Task brief
In the entries that follow, find each line with the word "body" and copy it.

━━━ Source records

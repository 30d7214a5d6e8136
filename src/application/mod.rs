// Application layer: evaluation services over the repository traits

pub mod services;

pub use services::{
    EvaluationCache, EvaluationError, EvaluationOutcome, PrivilegeEvaluationService,
};
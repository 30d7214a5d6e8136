use crate::domain::error::Error;
use chrono::{DateTime, Duration, NaiveDate, NaiveDateTime, Utc};

/// A normalized date/timestamp condition target.
///
/// `relative` is set when the target was written as an elapsed-time
/// expression ("3 days ago"). The evaluator uses it to compute when a
/// currently-true comparison will flip, which feeds result expiration.
#[derive(Debug, Clone, PartialEq)]
pub struct DateTarget {
    pub at: DateTime<Utc>,
    pub relative: Option<Duration>,
}

impl DateTarget {
    pub fn absolute(at: DateTime<Utc>) -> Self {
        Self { at, relative: None }
    }
}

/// Parses a date condition target: "now", a relative expression of the form
/// "N <unit>[s] ago", or an absolute date/datetime.
pub fn parse_date_target(expr: &str, now: DateTime<Utc>) -> Result<DateTarget, Error> {
    let trimmed = expr.trim();
    if trimmed.eq_ignore_ascii_case("now") {
        return Ok(DateTarget::absolute(now));
    }
    if let Some(offset) = parse_relative_offset(trimmed) {
        // An offset can be representable yet push the instant outside the
        // datetime range; treat that like any other bad expression.
        let at = now
            .checked_sub_signed(offset)
            .ok_or_else(|| Error::BadDateExpression(expr.to_string()))?;
        return Ok(DateTarget {
            at,
            relative: Some(offset),
        });
    }
    parse_absolute(trimmed)
        .map(DateTarget::absolute)
        .ok_or_else(|| Error::BadDateExpression(expr.to_string()))
}

fn parse_relative_offset(expr: &str) -> Option<Duration> {
    let lower = expr.to_ascii_lowercase();
    let body = lower.strip_suffix(" ago")?;
    let mut parts = body.split_whitespace();
    let count: i64 = parts.next()?.parse().ok()?;
    let unit = parts.next()?;
    if parts.next().is_some() || count < 0 {
        return None;
    }
    let seconds = match unit.trim_end_matches('s') {
        "second" => 1,
        "minute" => 60,
        "hour" => 3600,
        "day" => 86_400,
        "week" => 7 * 86_400,
        "month" => 30 * 86_400,
        "year" => 365 * 86_400,
        _ => return None,
    };
    Duration::try_seconds(count.checked_mul(seconds)?)
}

fn parse_absolute(expr: &str) -> Option<DateTime<Utc>> {
    if let Ok(dt) = NaiveDateTime::parse_from_str(expr, "%Y-%m-%d %H:%M:%S") {
        return Some(dt.and_utc());
    }
    if let Ok(dt) = NaiveDateTime::parse_from_str(expr, "%Y-%m-%dT%H:%M:%S") {
        return Some(dt.and_utc());
    }
    if let Ok(d) = NaiveDate::parse_from_str(expr, "%Y-%m-%d") {
        return Some(d.and_hms_opt(0, 0, 0)?.and_utc());
    }
    None
}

━━━━━━

Solution below
    let body = lower.strip_suffix(" ago")?;
    let mut parts = body.split_whitespace();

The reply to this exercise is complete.